**Problem**
Using the entries that follow, collect the lines where the word "clicks" appears.

+---+

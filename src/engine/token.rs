//! Access-token ("pot") capture for the timed-caption endpoint.
//!
//! The player attaches a short-lived token to its own caption requests. Toggling
//! subtitles off and on makes it issue one, and the token is then read back out
//! of the network log.

use futures_util::FutureExt;
use std::sync::Arc;
use std::time::Duration;
use tokio::time::sleep;
use url::Url;

use super::EngineContext;
use crate::page::{NetworkLog, NodeId, PageAccessor};
use crate::utils::poll_until;

/// Path fragment identifying caption requests in the network log
pub const TIMEDTEXT_MARKER: &str = "/api/timedtext?";

pub(crate) const SUBTITLE_TOGGLE_SELECTOR: &str = "button.ytp-subtitles-button";

fn token_from_url(url: &str) -> Option<String> {
    let url = Url::parse(url).ok()?;
    url.query_pairs()
        .find(|(key, value)| key == "pot" && !value.is_empty())
        .map(|(_, value)| value.into_owned())
}

/// Token from the most recent caption request in `log`
pub fn read_token_from_log(log: &dyn NetworkLog) -> Option<String> {
    log.entries()
        .iter()
        .rev()
        .filter(|entry| entry.contains(TIMEDTEXT_MARKER))
        .find_map(|entry| token_from_url(entry))
}

/// Token already known for `video_id`, without touching the player
pub fn known_access_token(ctx: &EngineContext, video_id: &str) -> Option<String> {
    let mut state = ctx.state();
    if state.session.is_for(video_id) {
        if let Some(token) = &state.session.access_token {
            return Some(token.clone());
        }
    }

    let token = read_token_from_log(ctx.network_log.as_ref())?;
    if state.session.is_for(video_id) {
        state.session.access_token = Some(token.clone());
    }
    Some(token)
}

/// Get an access token for `video_id`, capturing one from the player if needed.
///
/// Concurrent callers share a single capture attempt. Returns `None` when the
/// session no longer belongs to `video_id` or no token turned up.
pub async fn ensure_access_token(ctx: &EngineContext, video_id: &str) -> Option<String> {
    let capture = {
        let mut state = ctx.state();
        if !state.session.is_for(video_id) {
            return None;
        }
        if let Some(token) = &state.session.access_token {
            return Some(token.clone());
        }

        if let Some(capture) = state.session.token_capture_in_flight.clone() {
            capture
        } else {
            if let Some(token) = read_token_from_log(ctx.network_log.as_ref()) {
                state.session.access_token = Some(token.clone());
                return Some(token);
            }

            tracing::debug!("Capturing caption access token for {}", video_id);
            let capture = TokenCapture::new(ctx).run().boxed().shared();
            state.session.token_capture_in_flight = Some(capture.clone());
            capture
        }
    };

    let token = capture.clone().await;

    let mut state = ctx.state();
    if state
        .session
        .token_capture_in_flight
        .as_ref()
        .is_some_and(|current| current.ptr_eq(&capture))
    {
        state.session.token_capture_in_flight = None;
    }

    match &token {
        Some(token) if state.session.is_for(video_id) => {
            state.session.access_token = Some(token.clone());
        }
        Some(_) => tracing::debug!("Video changed during token capture; token not kept"),
        None => tracing::debug!("No caption access token captured for {}", video_id),
    }
    token
}

/// One subtitle-toggle round trip
struct TokenCapture {
    page: Arc<dyn PageAccessor>,
    network_log: Arc<dyn NetworkLog>,
    toggle_delay: Duration,
    poll_interval: Duration,
    timeout: Duration,
}

impl TokenCapture {
    fn new(ctx: &EngineContext) -> Self {
        Self {
            page: ctx.page.clone(),
            network_log: ctx.network_log.clone(),
            toggle_delay: ctx.config.toggle_delay(),
            poll_interval: ctx.config.token_poll_interval(),
            timeout: ctx.config.token_timeout(),
        }
    }

    fn is_pressed(&self, toggle: NodeId) -> bool {
        self.page.attribute(toggle, "aria-pressed").as_deref() == Some("true")
    }

    async fn run(self) -> Option<String> {
        let Some(toggle) = self.page.query_first(SUBTITLE_TOGGLE_SELECTOR) else {
            tracing::debug!("Subtitle toggle not found");
            return None;
        };
        let initially_pressed = self.is_pressed(toggle);

        self.network_log.clear();
        self.page.click(toggle);
        sleep(self.toggle_delay).await;
        self.page.click(toggle);

        let token = poll_until(self.poll_interval, self.timeout, || {
            read_token_from_log(self.network_log.as_ref())
        })
        .await;

        if self.is_pressed(toggle) != initially_pressed {
            self.page.click(toggle);
        }

        token.or_else(|| read_token_from_log(self.network_log.as_ref()))
    }
}

#[cfg(test)]
mod tests {
    use super::*;
    use crate::http::MockHttpClient;
    use crate::page::MemoryNetworkLog;
    use crate::test_support::{engine_with_log, with_subtitle_toggle, FakePage, LOGGED_CAPTION_URL};

    #[test]
    fn test_newest_log_entry_wins() {
        let log = MemoryNetworkLog::new();
        log.record("https://www.youtube.com/api/timedtext?v=1&pot=OLD");
        log.record("https://www.youtube.com/api/timedtext?v=1");
        log.record("https://www.youtube.com/api/timedtext?v=1&pot=NEW");
        log.record("https://www.youtube.com/youtubei/v1/player?pot=OTHER");
        assert_eq!(read_token_from_log(&log), Some("NEW".to_string()));

        log.clear();
        log.record("not a url /api/timedtext?pot=X");
        assert_eq!(read_token_from_log(&log), None);
    }

    #[tokio::test(start_paused = true)]
    async fn test_capture_toggles_twice_and_stores_token() {
        let log = Arc::new(MemoryNetworkLog::new());
        let (page, toggle) = with_subtitle_toggle(FakePage::new(), log.clone(), false, true);
        let engine = engine_with_log(page.clone(), MockHttpClient::new(), log);
        engine.navigate(Some("vid"));

        let token = ensure_access_token(engine.context(), "vid").await;

        assert_eq!(token.as_deref(), Some("TOKEN"));
        assert_eq!(page.clicks(), vec![toggle, toggle]);
        let state = engine.context().state();
        assert_eq!(state.session.access_token.as_deref(), Some("TOKEN"));
        assert!(state.session.token_capture_in_flight.is_none());
    }

    #[tokio::test(start_paused = true)]
    async fn test_capture_restores_toggle_state() {
        let log = Arc::new(MemoryNetworkLog::new());
        let (page, toggle) = with_subtitle_toggle(FakePage::new(), log.clone(), true, false);
        let engine = engine_with_log(page.clone(), MockHttpClient::new(), log);
        engine.navigate(Some("vid"));

        let token = ensure_access_token(engine.context(), "vid").await;

        assert_eq!(token, None);
        assert_eq!(page.clicks().len(), 3);
        assert_eq!(page.with_dom(|dom| dom.attribute(toggle, "aria-pressed").map(str::to_string)), Some("true".to_string()));
    }

    #[tokio::test(start_paused = true)]
    async fn test_concurrent_callers_share_one_capture() {
        let log = Arc::new(MemoryNetworkLog::new());
        let (page, _) = with_subtitle_toggle(FakePage::new(), log.clone(), false, true);
        let engine = engine_with_log(page.clone(), MockHttpClient::new(), log);
        engine.navigate(Some("vid"));

        let (first, second) = tokio::join!(
            ensure_access_token(engine.context(), "vid"),
            ensure_access_token(engine.context(), "vid")
        );

        assert_eq!(first, second);
        assert_eq!(first.as_deref(), Some("TOKEN"));
        assert_eq!(page.clicks().len(), 2);
    }

    #[tokio::test(start_paused = true)]
    async fn test_token_not_kept_after_video_change() {
        let log = Arc::new(MemoryNetworkLog::new());
        let (page, _) = with_subtitle_toggle(FakePage::new(), log.clone(), false, true);
        let engine = engine_with_log(page, MockHttpClient::new(), log);
        engine.navigate(Some("vid"));

        let (token, _) = tokio::join!(ensure_access_token(engine.context(), "vid"), async {
            sleep(Duration::from_millis(50)).await;
            engine.navigate(Some("other"));
        });

        assert_eq!(token.as_deref(), Some("TOKEN"));
        assert!(engine.context().state().session.access_token.is_none());
        assert_eq!(ensure_access_token(engine.context(), "vid").await, None);
    }

    #[tokio::test(start_paused = true)]
    async fn test_missing_toggle_gives_none() {
        let log = Arc::new(MemoryNetworkLog::new());
        let engine = engine_with_log(Arc::new(FakePage::new()), MockHttpClient::new(), log);
        engine.navigate(Some("vid"));

        assert_eq!(ensure_access_token(engine.context(), "vid").await, None);
    }

    #[tokio::test]
    async fn test_token_already_in_log_skips_capture() {
        let log = Arc::new(MemoryNetworkLog::new());
        log.record(LOGGED_CAPTION_URL);
        let (page, _) = with_subtitle_toggle(FakePage::new(), log.clone(), false, true);
        let engine = engine_with_log(page.clone(), MockHttpClient::new(), log);
        engine.navigate(Some("vid"));

        assert_eq!(known_access_token(engine.context(), "vid").as_deref(), Some("TOKEN"));
        assert_eq!(ensure_access_token(engine.context(), "vid").await.as_deref(), Some("TOKEN"));
        assert!(page.clicks().is_empty());
    }
}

+---+

**Completed task**
        assert_eq!(page.clicks(), vec![toggle, toggle]);
        assert_eq!(page.clicks().len(), 3);
        assert_eq!(page.clicks().len(), 2);
        assert!(page.clicks().is_empty());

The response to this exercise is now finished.